Rapid identification of areas affected by changes is a challenging task in many remote sensing applications. Sentinel-1 (S1) images provided by the European Space Agency (ESA) can be used to monitor such situations due to its high temporal and spatial resolution and indifference to weather. Though a number of deep learning based methods have been proposed in the literature for change detection (CD) in multi-temporal SAR images, most of them require labeled training data. Collecting sufficient labeled multi-temporal data is not trivial, however S1 provides abundant unlabeled data.
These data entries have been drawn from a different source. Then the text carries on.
use crate::codec::ByteOrder;
use crate::frame::{frame_len, parse_message};
use crate::message::Message;
use bytes::BytesMut;
use sfs_core::Result;

const DEFAULT_BUFFER_SIZE: usize = 64 * 1024;

/// Accumulates bytes read from a stream and yields whole messages.
pub struct ConnectionBuffer {
    buffer: BytesMut,
    /// Byte order of the last message the peer sent.
    peer_order: Option<ByteOrder>,
}

impl ConnectionBuffer {
    pub fn new() -> Self {
        Self::with_capacity(DEFAULT_BUFFER_SIZE)
    }

    pub fn with_capacity(capacity: usize) -> Self {
        Self {
            buffer: BytesMut::with_capacity(capacity),
            peer_order: None,
        }
    }

    pub fn extend(&mut self, data: &[u8]) {
        self.buffer.extend_from_slice(data);
    }

    pub fn consume(&mut self, len: usize) {
        if len >= self.buffer.len() {
            self.buffer.clear();
        } else {
            let _ = self.buffer.split_to(len);
        }
    }

    /// Pop the next complete message, if one is buffered.
    ///
    /// A frame that fails to decode is discarded before the error is
    /// returned. When even the header is unreadable the whole buffer is
    /// dropped.
    pub fn next_message(&mut self) -> Result<Option<Message>> {
        match parse_message(&self.buffer) {
            Ok(Some((message, order, used))) => {
                self.consume(used);
                self.peer_order = Some(order);
                self.compact();
                Ok(Some(message))
            },
            Ok(None) => Ok(None),
            Err(e) => {
                match frame_len(&self.buffer) {
                    Ok(Some(len)) => self.consume(len),
                    _ => self.clear(),
                }
                Err(e)
            },
        }
    }

    /// Shrink an oversized buffer once it has drained.
    pub fn compact(&mut self) {
        if self.buffer.capacity() > DEFAULT_BUFFER_SIZE * 4
            && self.buffer.len() < DEFAULT_BUFFER_SIZE
        {
            let mut new_buffer = BytesMut::with_capacity(DEFAULT_BUFFER_SIZE);
            new_buffer.extend_from_slice(&self.buffer);
            self.buffer = new_buffer;
        }
    }

    #[inline]
    #[must_use]
    pub fn peer_order(&self) -> Option<ByteOrder> {
        self.peer_order
    }

    #[inline]
    #[must_use]
    pub fn as_slice(&self) -> &[u8] {
        &self.buffer[..]
    }

    #[inline]
    #[must_use]
    pub fn len(&self) -> usize {
        self.buffer.len()
    }

    #[inline]
    #[must_use]
    pub fn is_empty(&self) -> bool {
        self.buffer.is_empty()
    }

    pub fn clear(&mut self) {
        self.buffer.clear();
    }
}

impl Default for ConnectionBuffer {
    fn default() -> Self {
        Self::new()
    }
}

#[cfg(test)]
#[allow(clippy::unwrap_used)]
mod tests {
    use super::*;
    use crate::frame::encode_message;
    use crate::message::{MountRequest, Request};
    use sfs_core::{Seqno, WaitMode};

    fn status(seqno: u32) -> Message {
        let mut msg = Message::request(Request::Mount(MountRequest::Status), WaitMode::Wait);
        msg.header.seqno = Seqno::new(seqno);
        msg
    }

    #[test]
    fn test_connection_buffer_consume() {
        let mut buf = ConnectionBuffer::new();
        buf.extend(b"hello world");
        buf.consume(6);
        assert_eq!(buf.as_slice(), b"world");
        assert_eq!(buf.len(), 5);
    }

    #[test]
    fn test_messages_split_across_reads() {
        let mut wire = encode_message(&status(1), ByteOrder::Big).to_vec();
        wire.extend_from_slice(&encode_message(&status(2), ByteOrder::Big));

        let mut buf = ConnectionBuffer::new();
        buf.extend(&wire[..10]);
        assert!(buf.next_message().unwrap().is_none());
        buf.extend(&wire[10..]);

        let first = buf.next_message().unwrap().unwrap();
        let second = buf.next_message().unwrap().unwrap();
        assert_eq!(first.header.seqno, Seqno::new(1));
        assert_eq!(second.header.seqno, Seqno::new(2));
        assert!(buf.next_message().unwrap().is_none());
        assert!(buf.is_empty());
        assert_eq!(buf.peer_order(), Some(ByteOrder::Big));
    }

    #[test]
    fn test_corrupt_frame_skipped() {
        let init = Message::request(
            Request::Mount(MountRequest::Init {
                host: "node-a".to_string(),
                fs_name: "sfs0".to_string(),
                flags: sfs_core::MountFlags::EMPTY,
            }),
            WaitMode::Wait,
        );
        let mut wire = encode_message(&init, ByteOrder::Little).to_vec();
        let last = wire.len() - 1;
        wire[last] ^= 0xff;
        wire.extend_from_slice(&encode_message(&status(9), ByteOrder::Little));

        let mut buf = ConnectionBuffer::new();
        buf.extend(&wire);
        assert!(matches!(
            buf.next_message(),
            Err(sfs_core::ShareError::CrcMismatch { .. })
        ));
        let next = buf.next_message().unwrap().unwrap();
        assert_eq!(next.header.seqno, Seqno::new(9));
    }

    #[test]
    fn test_garbage_clears_buffer() {
        let mut buf = ConnectionBuffer::new();
        buf.extend(&[0xAB; 64]);
        assert!(buf.next_message().is_err());
        assert!(buf.is_empty());
    }
}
To this end, we propose a solution for CD in multi-temporal S1 images based on unsupervised training of deep neural networks (DNNs). Unlabeled single-time image patches are used to train a multilayer convolutional-autoencoder (CAE) in unsupervised fashion by minimizing the reconstruction error between the reconstructed output and the input. The trained multilayer CAE is used to extract multi-scale features from both the pre and post change images that are analyzed for CD. The multi-scale features are fused according to a detail-preserving scale-driven approach that allows us to generate change maps by preserving details. The experiments conducted on a S1 dataset from Brumadinho, Brazil confirms the effectiveness of the proposed method.